Happy Birthday to you!


Posted: 19 October 2007
by ThinkBaby

Congratulations on your baby's second birthday! You've both had a year packed full of changes and your baby has gone from crawling tot to busily active and chatty toddler. Once you've recovered from the chaos of the birthday party give yourself a little time to mull over how far you've got in the last 12 months before looking ahead to another 12 months of constant change and, hopefully, lots of fun.

Mobility / physical development
It's not all that long ago that your toddler was still finding her feet, and here we are with her running around, dodging obstacles, walking on tip-toes, kicking and throwing balls and clambering all over the place. By the time your toddler is two years' old she might well be able to jump both feet off the ground, although she'll probably start off by jumping off a low step. Jumping might seems a simple skill, but it actually requires a lot of confidence, coordination and strength. Another skill that appears deceptively easy is walking backwards, but again, if she hasn't yet taken a few steps backwards together then she soon will.

She has most likely been able to throw and kick a ball for a couple of months now, and sometime around the two-year mark she may be able to catch a large ball thrown gently into her arms from a short distance away. She'll also be becoming more accurate with her kicks and throws and might be able to get her ball into an upturned laundry basket a few feet away, or at least have fun trying.

Her fine motor skills are improving all the time and while zips and buttons are still too difficult for most 24-month-olds, she will be able to manage lots of quite fiddly tasks, like screwing the tops off jars and opening tupperware containers. If you haven't already updated your kitchen to take into account what's newly accessible to her then it's definitely time to do so.

Communication / emotional development
The average two-year-old has a vocabulary of around a couple of hundred words and is starting to link two or three (or occasionally more) of them together in phrases and questions.

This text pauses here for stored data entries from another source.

use thiserror::Error;

/// Errors surfaced by the RPC pool (C1). Historical-depth errors are a distinct
/// variant because §4.1 requires callers to see them and fall back to cache
/// rather than have them swallowed by the generic retry path.
#[derive(Debug, Error)]
pub enum RpcError {
    #[error("endpoint {endpoint}: transport error: {source}")]
    Transport {
        endpoint: String,
        #[source]
        source: reqwest::Error,
    },

    #[error("endpoint {endpoint}: rpc error {code}: {message}")]
    Rpc {
        endpoint: String,
        code: i64,
        message: String,
    },

    #[error("historical depth unavailable: {0}")]
    HistoricalDepthUnavailable(String),

    #[error("all {attempted} endpoint(s) exhausted for chain {chain_id}")]
    AllEndpointsExhausted { chain_id: u64, attempted: usize },

    #[error("call deadline exceeded after {0:?}")]
    Timeout(std::time::Duration),
}

impl RpcError {
    /// §4.1: historical-depth errors must not be retried by the backoff wrapper.
    pub fn is_retryable(&self) -> bool {
        !matches!(self, RpcError::HistoricalDepthUnavailable(_))
    }
}

#[derive(Debug, Error)]
pub enum StoreError {
    #[error("database error: {0}")]
    Database(#[from] sqlx::Error),

    #[error("invariant violation: {0}")]
    Invariant(String),

    #[error("not found: {0}")]
    NotFound(String),
}

#[derive(Debug, Error)]
pub enum OracleError {
    #[error(transparent)]
    Rpc(#[from] RpcError),

    #[error(transparent)]
    Store(#[from] StoreError),

    #[error("no aggregator round found for {asset} at or before block {block}")]
    NoRoundData { asset: String, block: u64 },

    #[error("price for {asset} is stale: last updated {age_secs}s ago (max {max_age_secs}s)")]
    Stale {
        asset: String,
        age_secs: i64,
        max_age_secs: i64,
    },

    #[error("binary search exceeded {0} iterations without converging")]
    SearchDidNotConverge(u32),
}

#[derive(Debug, Error)]
pub enum ConfigError {
    #[error("missing required environment variable: {0}")]
    Missing(String),

    #[error("invalid value for {key}: {value}")]
    Invalid { key: String, value: String },
}

#[derive(Debug, Error)]
pub enum SnapshotError {
    #[error(transparent)]
    Store(#[from] StoreError),

    #[error(transparent)]
    Oracle(#[from] OracleError),

    #[error("daily job for {0} is already processing")]
    AlreadyProcessing(chrono::NaiveDate),
}
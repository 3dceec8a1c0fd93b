//! C7: ingesting `RoundRolled` and answering `pps(asset, block)`.

use chrono::{DateTime, Utc};
use droplets_common::error::StoreError;
use droplets_common::model::Round;
use droplets_common::{Amount, AssetSymbol, ChainId};
use droplets_store::Db;
use sqlx::Postgres;

/// The PPS fallback when no round data exists at all: 1.0 at 18-decimal
/// scale, logged as a warning rather than silently used (§4.4).
pub const FALLBACK_PPS_SCALE: u8 = 18;

pub fn fallback_pps() -> Amount {
    Amount::from_u64(10u64.pow(FALLBACK_PPS_SCALE as u32))
}

/// Upserts the new round and closes the prior one, within the caller's
/// transaction (§4.4). Snapshotting is the caller's responsibility
/// (`balances::folder::snapshot_round_start`), since it needs the chain
/// registry's exclusion set, which this crate doesn't own.
pub async fn roll_round(
    tx: &mut sqlx::Transaction<'_, Postgres>,
    chain_id: ChainId,
    round: &Round,
) -> Result<(), StoreError> {
    if round.round_id > 0 {
        droplets_store::rounds::close_prior_round(tx, round.asset, chain_id, round.round_id - 1, round.start_ts)
            .await?;
    }
    droplets_store::rounds::upsert(tx, chain_id, round).await
}

/// `pps(asset, block)` on Chain-E: the round whose `[start_block, end_block)`
/// window covers `block` (§4.4, first branch).
pub async fn pps_on_canonical(
    db: &Db,
    asset: AssetSymbol,
    canonical_chain_id: ChainId,
    block: u64,
) -> Result<(Amount, u8), StoreError> {
    match droplets_store::rounds::covering_block(db, asset, canonical_chain_id, block).await? {
        Some(round) => Ok((round.pps, round.pps_scale)),
        None => {
            tracing::warn!(%asset, block, "no round covers block; falling back to pps=1.0");
            Ok((fallback_pps(), FALLBACK_PPS_SCALE))
        }
    }
}

/// `pps(asset, block)` for a block on a satellite chain: the latest round on
/// Chain-E whose `start_ts <= satellite_block_timestamp` (§4.4, second
/// branch). The caller resolves `satellite_block_timestamp` via C8's
/// timestamp<->block mapping on the satellite chain.
pub async fn pps_on_satellite(
    db: &Db,
    asset: AssetSymbol,
    canonical_chain_id: ChainId,
    satellite_block_timestamp: DateTime<Utc>,
) -> Result<(Amount, u8), StoreError> {
    match droplets_store::rounds::latest_at_or_before(db, asset, canonical_chain_id, satellite_block_timestamp)
        .await?
    {
        Some(round) => Ok((round.pps, round.pps_scale)),
        None => {
            tracing::warn!(%asset, %satellite_block_timestamp, "no round found at or before timestamp; falling back to pps=1.0");
            Ok((fallback_pps(), FALLBACK_PPS_SCALE))
        }
    }
}

/// Round-contiguity check used by the property test in §8: round ids for an
/// asset form a contiguous sequence and each round's `end_ts` equals the
/// next round's `start_ts`.
pub fn rounds_are_contiguous(rounds: &[Round]) -> bool {
    for pair in rounds.windows(2) {
        let (a, b) = (&pair[0], &pair[1]);
        if b.round_id != a.round_id + 1 {
            return false;
        }
        if a.end_ts != Some(b.start_ts) {
            return false;
        }
    }
    true
}

#[cfg(test)]
mod tests {
    use super::*;
    use ethers::types::{H256, I256, U256};

    fn round(id: u64, start_ts: i64, end_ts: Option<i64>) -> Round {
        Round {
            asset: AssetSymbol::AEth,
            round_id: id,
            start_block: id * 1000,
            start_ts: DateTime::from_timestamp(start_ts, 0).unwrap(),
            end_ts: end_ts.map(|t| DateTime::from_timestamp(t, 0).unwrap()),
            pps: Amount(U256::from(10u64).pow(U256::from(18))),
            pps_scale: 18,
            shares_minted: Amount::ZERO,
            yield_amount: droplets_common::SignedAmount(I256::zero()),
            is_yield_positive: true,
            tx_hash: H256::zero(),
        }
    }

    #[test]
    fn contiguous_rounds_pass() {
        let rounds = vec![round(0, 100, Some(200)), round(1, 200, Some(300)), round(2, 300, None)];
        assert!(rounds_are_contiguous(&rounds));
    }

    #[test]
    fn gap_in_round_id_fails() {
        let rounds = vec![round(0, 100, Some(200)), round(2, 200, Some(300))];
        assert!(!rounds_are_contiguous(&rounds));
    }

    #[test]
    fn mismatched_end_start_fails() {
        let rounds = vec![round(0, 100, Some(199)), round(1, 200, None)];
        assert!(!rounds_are_contiguous(&rounds));
    }

    #[test]
    fn fallback_is_one_point_zero_at_18_decimals() {
        assert_eq!(fallback_pps(), Amount(U256::from(10u64).pow(U256::from(18))));
    }
}
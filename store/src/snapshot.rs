//! C10 persistence: the daily per-address USD snapshot and the `DailyJob`
//! state machine that guards one snapshot run per `snapshot_date` (§4.7, §8:
//! "a given snapshot_date is processed at most once to completion").

use crate::codec::{addr_from_db, addr_to_db};
use crate::db::Db;
use droplets_common::error::{SnapshotError, StoreError};
use droplets_common::model::{AssetUsdBreakdown, DailyJob, DailyJobStatus, DailyUsdSnapshot};
use droplets_common::Amount;
use chrono::NaiveDate;
use ethers::types::Address;
use sqlx::Postgres;

fn status_to_db(status: DailyJobStatus) -> &'static str {
    status.as_str()
}

fn status_from_db(s: &str) -> Result<DailyJobStatus, StoreError> {
    Ok(match s {
        "pending" => DailyJobStatus::Pending,
        "processing" => DailyJobStatus::Processing,
        "completed" => DailyJobStatus::Completed,
        "failed" => DailyJobStatus::Failed,
        other => return Err(StoreError::Invariant(format!("unknown daily job status: {other}"))),
    })
}

/// Attempts to claim `snapshot_date` for processing. Returns `Ok(false)`
/// without claiming if a row for that date is already `processing` or
/// `completed` — the caller should skip the run entirely in that case.
pub async fn try_claim(db: &Db, snapshot_date: NaiveDate) -> Result<bool, SnapshotError> {
    let existing: Option<(String,)> =
        sqlx::query_as("select status from daily_jobs where snapshot_date = $1")
            .bind(snapshot_date)
            .fetch_optional(&db.pool)
            .await
            .map_err(StoreError::from)?;

    if let Some((status,)) = &existing {
        if status == "processing" || status == "completed" {
            return Ok(false);
        }
    }

    sqlx::query(
        "insert into daily_jobs (snapshot_date, status, started_at) values ($1, 'processing', now()) \
         on conflict (snapshot_date) do update set status = 'processing', started_at = now(), error_message = null \
         where daily_jobs.status != 'processing' and daily_jobs.status != 'completed'",
    )
    .bind(snapshot_date)
    .execute(&db.pool)
    .await
    .map_err(StoreError::from)?;

    Ok(true)
}

pub async fn mark_completed(db: &Db, snapshot_date: NaiveDate) -> Result<(), StoreError> {
    sqlx::query("update daily_jobs set status = 'completed', completed_at = now() where snapshot_date = $1")
        .bind(snapshot_date)
        .execute(&db.pool)
        .await?;
    Ok(())
}

/// Transaction-scoped twin of [`mark_completed`], for callers that must land
/// the job-status flip in the same commit as the snapshot/ledger rows it
/// guards (§4.8 atomicity).
pub async fn mark_completed_tx(
    tx: &mut sqlx::Transaction<'_, Postgres>,
    snapshot_date: NaiveDate,
) -> Result<(), StoreError> {
    sqlx::query("update daily_jobs set status = 'completed', completed_at = now() where snapshot_date = $1")
        .bind(snapshot_date)
        .execute(&mut **tx)
        .await?;
    Ok(())
}

pub async fn mark_failed(db: &Db, snapshot_date: NaiveDate, error_message: &str) -> Result<(), StoreError> {
    sqlx::query(
        "update daily_jobs set status = 'failed', error_message = $1, completed_at = now() where snapshot_date = $2",
    )
    .bind(error_message)
    .bind(snapshot_date)
    .execute(&db.pool)
    .await?;
    Ok(())
}

pub async fn get_job(db: &Db, snapshot_date: NaiveDate) -> Result<Option<DailyJob>, StoreError> {
    let row: Option<(
        String,
        Option<String>,
        chrono::DateTime<chrono::Utc>,
        Option<chrono::DateTime<chrono::Utc>>,
    )> = sqlx::query_as(
        "select status, error_message, started_at, completed_at from daily_jobs where snapshot_date = $1",
    )
    .bind(snapshot_date)
    .fetch_optional(&db.pool)
    .await?;

    row.map(|(status, error_message, started_at, completed_at)| {
        Ok(DailyJob {
            snapshot_date,
            status: status_from_db(&status)?,
            error_message,
            started_at,
            completed_at,
        })
    })
    .transpose()
}

pub async fn insert_usd_snapshot(db: &Db, snapshot: &DailyUsdSnapshot) -> Result<(), StoreError> {
    let mut tx = db.pool.begin().await?;
    insert_usd_snapshot_tx(&mut tx, snapshot).await?;
    tx.commit().await?;
    Ok(())
}

/// Transaction-scoped twin of [`insert_usd_snapshot`], used by the daily
/// snapshot engine so every address's row for a date lands in the same
/// commit as the job-status flip (§4.8 atomicity).
pub async fn insert_usd_snapshot_tx(
    tx: &mut sqlx::Transaction<'_, Postgres>,
    snapshot: &DailyUsdSnapshot,
) -> Result<(), StoreError> {
    let breakdown = serde_json::to_value(&snapshot.breakdown)
        .map_err(|e| StoreError::Invariant(format!("breakdown serialize failed: {e}")))?;

    sqlx::query(
        "insert into daily_usd_snapshots \
         (address, snapshot_date, total_usd_value, breakdown, had_unstake, is_excluded, droplets_earned, snapshot_ts) \
         values ($1, $2, $3, $4, $5, $6, $7, $8) \
         on conflict (address, snapshot_date) do nothing",
    )
    .bind(addr_to_db(&snapshot.address))
    .bind(snapshot.snapshot_date)
    .bind(snapshot.total_usd_value.0.to_string())
    .bind(breakdown)
    .bind(snapshot.had_unstake)
    .bind(snapshot.is_excluded)
    .bind(snapshot.droplets_earned.0.to_string())
    .bind(snapshot.snapshot_ts)
    .execute(&mut **tx)
    .await?;
    Ok(())
}

type SnapshotRow = (
    String,
    NaiveDate,
    String,
    serde_json::Value,
    bool,
    bool,
    String,
    chrono::DateTime<chrono::Utc>,
);

fn row_to_snapshot(row: SnapshotRow) -> Result<DailyUsdSnapshot, StoreError> {
    let (address, snapshot_date, total_usd_value, breakdown, had_unstake, is_excluded, droplets_earned, snapshot_ts) = row;
    let breakdown: Vec<AssetUsdBreakdown> = serde_json::from_value(breakdown)
        .map_err(|e| StoreError::Invariant(format!("breakdown deserialize failed: {e}")))?;
    Ok(DailyUsdSnapshot {
        address: addr_from_db(&address)?,
        snapshot_date,
        total_usd_value: parse_amount(&total_usd_value)?,
        breakdown,
        had_unstake,
        is_excluded,
        droplets_earned: parse_amount(&droplets_earned)?,
        snapshot_ts,
    })
}

fn parse_amount(s: &str) -> Result<Amount, StoreError> {
    ethers::types::U256::from_dec_str(s)
        .map(Amount)
        .map_err(|_| StoreError::Invariant(format!("bad amount in db: {s}")))
}

pub async fn get_snapshot(
    db: &Db,
    address: Address,
    snapshot_date: NaiveDate,
) -> Result<Option<DailyUsdSnapshot>, StoreError> {
    let row = sqlx::query_as::<Postgres, SnapshotRow>(
        "select address, snapshot_date, total_usd_value, breakdown, had_unstake, is_excluded, droplets_earned, snapshot_ts \
         from daily_usd_snapshots where address = $1 and snapshot_date = $2",
    )
    .bind(addr_to_db(&address))
    .bind(snapshot_date)
    .fetch_optional(&db.pool)
    .await?;
    row.map(row_to_snapshot).transpose()
}

pub async fn for_date(db: &Db, snapshot_date: NaiveDate) -> Result<Vec<DailyUsdSnapshot>, StoreError> {
    let rows = sqlx::query_as::<Postgres, SnapshotRow>(
        "select address, snapshot_date, total_usd_value, breakdown, had_unstake, is_excluded, droplets_earned, snapshot_ts \
         from daily_usd_snapshots where snapshot_date = $1",
    )
    .bind(snapshot_date)
    .fetch_all(&db.pool)
    .await?;
    rows.into_iter().map(row_to_snapshot).collect()
}
//! C9: per-protocol integration adapters producing a user's underlying-xToken
//! exposure at a given block, plus the holder-discovery/persistence glue that
//! drives `positionsAt(block)` over every known holder of a protocol's token.

pub mod adapter;
pub mod calls;
pub mod discovery;
pub mod positions;
pub mod task;

pub use adapter::{AmmLpAdapter, Erc4626Adapter, HolderPosition, IntegrationAdapter, LendingMarketAdapter};
pub use task::IntegrationTask;

use droplets_common::model::{IntegrationContractConfig, IntegrationKind};

/// Builds the right adapter for a configured integration contract (§4.7).
/// AMM LP pools need to know which reserve side is the tracked xToken;
/// callers resolve that themselves (e.g. from pool token ordering) and pass
/// it in, since it isn't part of `IntegrationContractConfig`.
pub fn build_adapter(config: IntegrationContractConfig, xtoken_is_token0: bool) -> Box<dyn IntegrationAdapter> {
    match config.kind {
        IntegrationKind::AmmLp => Box::new(AmmLpAdapter { config, xtoken_is_token0 }),
        IntegrationKind::Erc4626 => Box::new(Erc4626Adapter { config }),
        IntegrationKind::LendingCToken | IntegrationKind::LendingAToken => {
            Box::new(LendingMarketAdapter { config })
        }
    }
}
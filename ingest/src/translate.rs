//! Bridges a decoded [`RawEvent`] (plus the classifier, for `Transfer`) into
//! the zero-or-more canonical [`ShareEvent`] rows it produces, each tagged
//! with whether the Balance Folder (C6) should fold it into `CurrentBalance`.
//!
//! Stake and InstantUnstake are recorded for history but never folded: a
//! `Stake` only queues a pending deposit (no shares exist yet to hold), and
//! `InstantUnstake` cancels that same pending deposit before it was ever
//! credited. Only `Redeem` (the share mint) and `Unstake` (a real debit)
//! change `CurrentBalance`, matching §4.3's "Redeem emits share mint; Unstake
//! emits negative shares; InstantUnstake cancels a pending stake" — nothing
//! in that sentence says InstantUnstake undoes a balance, only a queue entry.

use crate::classify::{classify_transfer, ClassifyContext};
use crate::decode::RawEvent;
use chrono::{DateTime, Utc};
use droplets_common::model::{Classification, EventType, ShareEvent};
use droplets_common::{AssetSymbol, ChainId, SignedAmount};
use ethers::types::{H256, U256};

pub struct TranslatedEvent {
    pub share_event: ShareEvent,
    pub apply_to_balance: bool,
}

#[allow(clippy::too_many_arguments)]
pub fn translate(
    raw: &RawEvent,
    ctx: &ClassifyContext,
    chain_id: ChainId,
    asset: AssetSymbol,
    tx_hash: H256,
    log_index: u64,
    block: u64,
    timestamp: DateTime<Utc>,
    round_id: Option<u64>,
) -> Vec<TranslatedEvent> {
    let mk = |address, event_type, delta: U256, negative: bool, classification, apply: bool| TranslatedEvent {
        share_event: ShareEvent {
            chain_id,
            tx_hash,
            log_index,
            address,
            asset,
            event_type,
            shares_delta: if negative {
                SignedAmount::negative(droplets_common::Amount(delta))
            } else {
                SignedAmount::positive(droplets_common::Amount(delta))
            },
            block,
            timestamp,
            round_id,
            classification,
        },
        apply_to_balance: apply,
    };

    match raw {
        RawEvent::Transfer(t) => classify_transfer(t.from, t.to, ctx)
            .into_iter()
            .map(|leg| {
                let event_type = match leg.classification {
                    Classification::BridgeBurn => EventType::BridgeOut,
                    Classification::BridgeMint => EventType::BridgeIn,
                    _ => EventType::Transfer,
                };
                mk(leg.address, event_type, t.value, !leg.credits, leg.classification, true)
            })
            .collect(),

        RawEvent::Stake(s) => vec![mk(s.user, EventType::Stake, s.amount, false, Classification::Mint, false)],

        RawEvent::Redeem(s) => vec![mk(s.user, EventType::Redeem, s.amount, false, Classification::Mint, true)],

        RawEvent::Unstake(s) => {
            vec![mk(s.user, EventType::Unstake, s.amount, true, Classification::BurnUnstake, true)]
        }

        RawEvent::InstantUnstake(s) => {
            vec![mk(s.user, EventType::InstantUnstake, s.amount, true, Classification::BurnUnstake, false)]
        }

        // RoundRolled and the OFT marker events carry no per-address share
        // delta of their own; RoundRolled is handled separately by the round
        // store, and OFT events only matter here as the same-tx signal the
        // classifier already consumed via `ctx.oft_event_in_same_tx`.
        RawEvent::RoundRolled(_) | RawEvent::OftSent(_) | RawEvent::OftReceived(_) => vec![],
    }
}

#[cfg(test)]
mod tests {
    use super::*;
    use crate::decode::StakeLikeLog;
    use ethers::types::Address;

    fn ctx() -> ClassifyContext<'static> {
        ClassifyContext {
            contract_address: Address::zero(),
            is_canonical_chain: true,
            oft_event_in_same_tx: false,
            integration_addresses: &[],
        }
    }

    #[test]
    fn redeem_folds_as_mint() {
        let raw = RawEvent::Redeem(StakeLikeLog { user: Address::from_low_u64_be(1), amount: U256::from(5), round_id: 2 });
        let events = translate(&raw, &ctx(), ChainId(1), AssetSymbol::AEth, H256::zero(), 0, 10, Utc::now(), Some(2));
        assert_eq!(events.len(), 1);
        assert!(events[0].apply_to_balance);
        assert_eq!(events[0].share_event.classification, Classification::Mint);
        assert!(!events[0].share_event.shares_delta.is_negative());
    }

    #[test]
    fn stake_is_recorded_but_not_folded() {
        let raw = RawEvent::Stake(StakeLikeLog { user: Address::from_low_u64_be(1), amount: U256::from(5), round_id: 2 });
        let events = translate(&raw, &ctx(), ChainId(1), AssetSymbol::AEth, H256::zero(), 0, 10, Utc::now(), Some(2));
        assert_eq!(events.len(), 1);
        assert!(!events[0].apply_to_balance);
    }

    #[test]
    fn instant_unstake_is_recorded_but_not_folded() {
        let raw = RawEvent::InstantUnstake(StakeLikeLog { user: Address::from_low_u64_be(1), amount: U256::from(5), round_id: 2 });
        let events = translate(&raw, &ctx(), ChainId(1), AssetSymbol::AEth, H256::zero(), 0, 10, Utc::now(), Some(2));
        assert_eq!(events.len(), 1);
        assert!(!events[0].apply_to_balance);
    }

    #[test]
    fn unstake_folds_as_negative_burn() {
        let raw = RawEvent::Unstake(StakeLikeLog { user: Address::from_low_u64_be(1), amount: U256::from(5), round_id: 2 });
        let events = translate(&raw, &ctx(), ChainId(1), AssetSymbol::AEth, H256::zero(), 0, 10, Utc::now(), Some(2));
        assert!(events[0].apply_to_balance);
        assert!(events[0].share_event.shares_delta.is_negative());
        assert_eq!(events[0].share_event.classification, Classification::BurnUnstake);
    }

    #[test]
    fn round_rolled_produces_no_share_events() {
        let raw = RawEvent::RoundRolled(crate::decode::RoundRolledLog {
            round_id: 1,
            pps: U256::from(1),
            shares_minted: U256::zero(),
            wrapped_minted: U256::zero(),
            wrapped_burned: U256::zero(),
            yield_amount: ethers::types::I256::zero(),
            is_yield_positive: true,
        });
        let events = translate(&raw, &ctx(), ChainId(1), AssetSymbol::AEth, H256::zero(), 0, 10, Utc::now(), None);
        assert!(events.is_empty());
    }
}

As her sense of self is developing she's keen to communicate her likes, dislikes and interests, some of which will be quite marked.

If you've been grappling with questions about the differences between boys and girls then don't worry, by 24 months it's perfectly normal for your toddler to be aware of gender and know which groups she fits into. She's also working out basic family relationships and beginning to understand that babies grow up and eventually become adults. You can help her make sense of everything by explaining how your family fits together. If you show her pictures of herself when she was younger and talk about then with her she'll be able to understand that the pictures are of her, and may recognise her younger self. You can also show her pictures of other family members in their younger days and she'll probably be fascinated by the notion that mummy and daddy were children once.

By twenty-four months your toddler is becoming both more able to express her own emotions and more aware of the emotions of the people around her. If other members of her family are distressed then she may now lovingly try to offer some them some comfort with a kiss and a cuddle.

Sleep
By the time they are two years' old, most toddlers will only be having one nap of between one and two hours a day. Some toddlers may start resisting the idea of any nap at all, but it's better for both of you if you can keep up some daytime sleep for as long as you can. A daytime sleep is important to give your toddler time to process the first part of the day and to recover her energy levels. A toddler who doesn't nap at all in the daytime will probably become very groggy and grumpy as the afternoon wears on and is likely to find it harder to settle down for a good night's sleep at the end of the day.

At play
Play is still the main means of learning for your toddler and she is now able to concentrate for longer stretches of time on her own. She'll be interested in taking things apart and maybe trying to put them together again, and probably in solving simple puzzles. Around now she'll also start to sort objects by shape and colour or by sort.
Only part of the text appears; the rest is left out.